Of that sum, affordable housing will claim almost half and the outlay should properly be seen as a necessary response to government figures that showed the number of affordable homes built in England last year fell to the lowest level for 24 years.
Hammond, in his speech, said he had deliberately avoided turning his statement into a long list of individual projects being supported. But was that to avoid boring his audience or because government is still uncertain about what it wants to build?
Some of the known elements – the £1bn to explore 5G broadband and the upgrade to rail and road links between Oxford and Cambridge – already feel over-familiar. Does the government even know how it plans to spend all its £23bn? Decisions on almost a third – the £7bn earmarked for 2021/22 – will only be made “in due course,” according to the Treasury document.
“The missing component in the autumn statement was a new pipeline of transparent, viable projects for much heralded high-value investment,” said John Hicks, director of AECOM, an infrastructure services firm that has worked on 2012 Olympics and Crossrail. Andrew Jameson of MUFG, which invests in infrastructure around the world, made a similar point: “It is disappointing that the statement did not indicate any real signs of a properly-defined pipeline of core infrastructure projects, likes schools and hospitals, which has been lacking in recent years and is much needed in the UK.”
In Hammond’s defence, one could argue that the government has a plan to get there eventually. He said between 1% and 1.2% of GDP will be invested every year from 2020 in economic infrastructure, which is defined as transport, energy, flood defences, water, waste and digital communications, areas covered by the new-ish national infrastructure commission.
A ratio of 1%-1.2% compares to 0.8% of GDP being spent currently, so Hammond’s commitment is meaningful. But four years is a long time to wait for a bigger set of projects that businesses like to term “shovel ready”. And the shame is that so much could have been done, and earlier, if successive governments had not been bewitched by big-budget HS2. Those dull but easy-to-do road and rail upgrades will do more to meet Hammond’s productivity ambitions than the new high-speed railway.
Estate agents shouldn’t cry foul
Estate agents’ share prices tell the story: they will be hurt by the ban on letting agents’ fees charged to tenants. London-based estate agent Foxtons fell 14%; Countrywide, the UK’s largest agency, was 5% lower.
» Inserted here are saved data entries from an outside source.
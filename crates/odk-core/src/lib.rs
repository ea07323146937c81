//! Transactional core of the business-records system.
//!
//! Owns the operations with real multi-step semantics: atomic
//! multi-line order creation, idempotent payment recording, cascade
//! deletion across the dependent tables, and validated entity
//! registration. Callers hand in already-coerced scalars and a
//! `&PgPool`; they get back a value or a structured [`CoreError`], never
//! transport-level errors or pre-formatted prose.
//!
//! Every operation runs inside a single transaction and rolls back on
//! every error path — no call can leave a partially applied multi-row
//! change.

pub mod cascade;
pub mod error;
pub mod list;
pub mod order;
pub mod payment;
pub mod register;
pub mod validate;

pub use cascade::{delete_customer, delete_product, delete_supplier};
pub use error::CoreError;
pub use list::{list_orders, OrderSummary};
pub use order::{create_order, NewOrder};
pub use payment::record_payment;
pub use register::{
    register_customer, register_product, register_supplier, NewCustomer, NewProduct, NewSupplier,
};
Their trade bodies queued up to warn that the fees will just rebound on tenants via higher rents. Maybe they will, in part, but the process should not be mechanical. Estate agents will first have to persuade landlords to pick up fees previously charged to tenants. Some landlords, one suspects, will make the reasonable point that the agents have only themselves to blame for milking the market. Many of those landlords have their own complaints about agents’ price-gouging tactics.
The chancellor’s ban is welcome. It does not guarantee to improve the lot of tenants. But it will make fees more transparent, which is definitely an improvement.
• This article was amended on 25 November 2016. An earlier version misnamed Andrew Jameson as Andrew Johnson.